ABOUT THIS EXERCISE. Copy out every line of the listing in which "deserialized" appears.

────────────────

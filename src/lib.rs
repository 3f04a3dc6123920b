//! Device Failure Prediction Pipeline Library
//!
//! Synthesizes device telemetry, engineers features, trains multi-class
//! failure classifiers and serves calibrated per-device predictions.

pub mod config;
pub mod dataset;
pub mod error;
pub mod features;
pub mod generator;
pub mod models;
pub mod monitor;
pub mod pipeline;
pub mod predictor;
pub mod training;
pub mod types;

pub use config::AppConfig;
pub use error::PipelineError;
pub use features::FeatureEngineer;
pub use generator::RecordGenerator;
pub use monitor::ModelMonitor;
pub use predictor::Predictor;
pub use training::ModelTrainer;
pub use types::{PredictionRecord, TelemetryRecord};
//! Type definitions for the failure prediction pipeline

pub mod prediction;
pub mod telemetry;

pub use prediction::{PredictionOutcome, PredictionRecord};
pub use telemetry::{FailureType, TelemetryRecord};
//! Prediction result data structures

use chrono::{DateTime, Utc};
use serde::{Deserialize, Serialize};
use std::collections::BTreeMap;

/// Outcome of scoring one telemetry record
#[derive(Debug, Clone, PartialEq, Serialize, Deserialize)]
#[serde(untagged)]
pub enum PredictionOutcome {
    /// Record was scored successfully
    Scored {
        /// True iff any predicted class is not `none`
        failure_predicted: bool,
        /// Classes whose probability met their threshold (argmax if none did)
        failure_types: Vec<String>,
        /// Probability per class label, every class present
        failure_probabilities: BTreeMap<String, f64>,
        /// Highest class probability
        max_confidence: f64,
    },
    /// Transform or inference failed for this record
    Failed { error: String },
}

/// Structured prediction emitted by the predictor for one record
#[derive(Debug, Clone, PartialEq, Serialize, Deserialize)]
pub struct PredictionRecord {
    /// Unique prediction identifier
    pub prediction_id: String,

    /// Device the record belongs to (`unknown` when absent)
    pub device_id: String,

    /// Telemetry timestamp as received
    pub timestamp: String,

    #[serde(flatten)]
    pub outcome: PredictionOutcome,

    /// When the prediction was produced
    pub prediction_timestamp: DateTime<Utc>,
}

impl PredictionRecord {
    /// Create a scored prediction
    pub fn scored(
        device_id: String,
        timestamp: String,
        failure_types: Vec<String>,
        failure_probabilities: BTreeMap<String, f64>,
        none_label: &str,
    ) -> Self {
        let max_confidence = failure_probabilities
            .values()
            .copied()
            .fold(f64::NEG_INFINITY, f64::max);
        let failure_predicted = failure_types.iter().any(|label| label != none_label);

        Self {
            prediction_id: uuid::Uuid::new_v4().to_string(),
            device_id,
            timestamp,
            outcome: PredictionOutcome::Scored {
                failure_predicted,
                failure_types,
                failure_probabilities,
                max_confidence,
            },
            prediction_timestamp: Utc::now(),
        }
    }

    /// Create a failed prediction carrying the error message
    pub fn failed(device_id: String, timestamp: String, error: String) -> Self {
        Self {
            prediction_id: uuid::Uuid::new_v4().to_string(),
            device_id,
            timestamp,
            outcome: PredictionOutcome::Failed { error },
            prediction_timestamp: Utc::now(),
        }
    }

    pub fn is_error(&self) -> bool {
        matches!(self.outcome, PredictionOutcome::Failed { .. })
    }

    pub fn error(&self) -> Option<&str> {
        match &self.outcome {
            PredictionOutcome::Failed { error } => Some(error),
            PredictionOutcome::Scored { .. } => None,
        }
    }

    /// False for failed predictions.
    pub fn failure_predicted(&self) -> bool {
        match &self.outcome {
            PredictionOutcome::Scored {
                failure_predicted, ..
            } => *failure_predicted,
            PredictionOutcome::Failed { .. } => false,
        }
    }

    pub fn failure_types(&self) -> &[String] {
        match &self.outcome {
            PredictionOutcome::Scored { failure_types, .. } => failure_types,
            PredictionOutcome::Failed { .. } => &[],
        }
    }

    pub fn max_confidence(&self) -> Option<f64> {
        match &self.outcome {
            PredictionOutcome::Scored { max_confidence, .. } => Some(*max_confidence),
            PredictionOutcome::Failed { .. } => None,
        }
    }

    pub fn probabilities(&self) -> Option<&BTreeMap<String, f64>> {
        match &self.outcome {
            PredictionOutcome::Scored {
                failure_probabilities,
                ..
            } => Some(failure_probabilities),
            PredictionOutcome::Failed { .. } => None,
        }
    }
}

#[cfg(test)]
mod tests {
    use super::*;

    #[test]
    fn test_scored_prediction_fields() {
        let mut probabilities = BTreeMap::new();
        probabilities.insert("battery".to_string(), 0.7);
        probabilities.insert("none".to_string(), 0.3);

        let prediction = PredictionRecord::scored(
            "dev_1".to_string(),
            "2025-08-19T10:30:00".to_string(),
            vec!["battery".to_string()],
            probabilities,
            "none",
        );

        assert!(prediction.failure_predicted());
        assert_eq!(prediction.max_confidence(), Some(0.7));
        assert!(!prediction.is_error());
    }

    #[test]
    fn test_failed_prediction_serialization() {
        let prediction = PredictionRecord::failed(
            "dev_9".to_string(),
            "2025-08-19T10:30:00".to_string(),
            "missing field `timestamp`".to_string(),
        );

        let json = serde_json::to_value(&prediction).unwrap();
        assert_eq!(json["device_id"], "dev_9");
        assert!(json.get("error").is_some());
        assert!(json.get("failure_probabilities").is_none());

        let deserialized: PredictionRecord = serde_json::from_value(json).unwrap();
        assert_eq!(deserialized.error(), Some("missing field `timestamp`"));
        assert!(!deserialized.failure_predicted());
    }

    #[test]
    fn test_every_prediction_gets_its_own_id() {
        let first = PredictionRecord::failed("d".to_string(), "t".to_string(), "e".to_string());
        let second = PredictionRecord::failed("d".to_string(), "t".to_string(), "e".to_string());
        assert_ne!(first.prediction_id, second.prediction_id);
        assert!(uuid::Uuid::parse_str(&first.prediction_id).is_ok());

        let json = serde_json::to_value(&first).unwrap();
        assert_eq!(json["prediction_id"], first.prediction_id.as_str());
    }
}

────────────────

YOUR SOLUTION.
        let deserialized: PredictionRecord = serde_json::from_value(json).unwrap();
        assert_eq!(deserialized.error(), Some("missing field `timestamp`"));
        assert!(!deserialized.failure_predicted());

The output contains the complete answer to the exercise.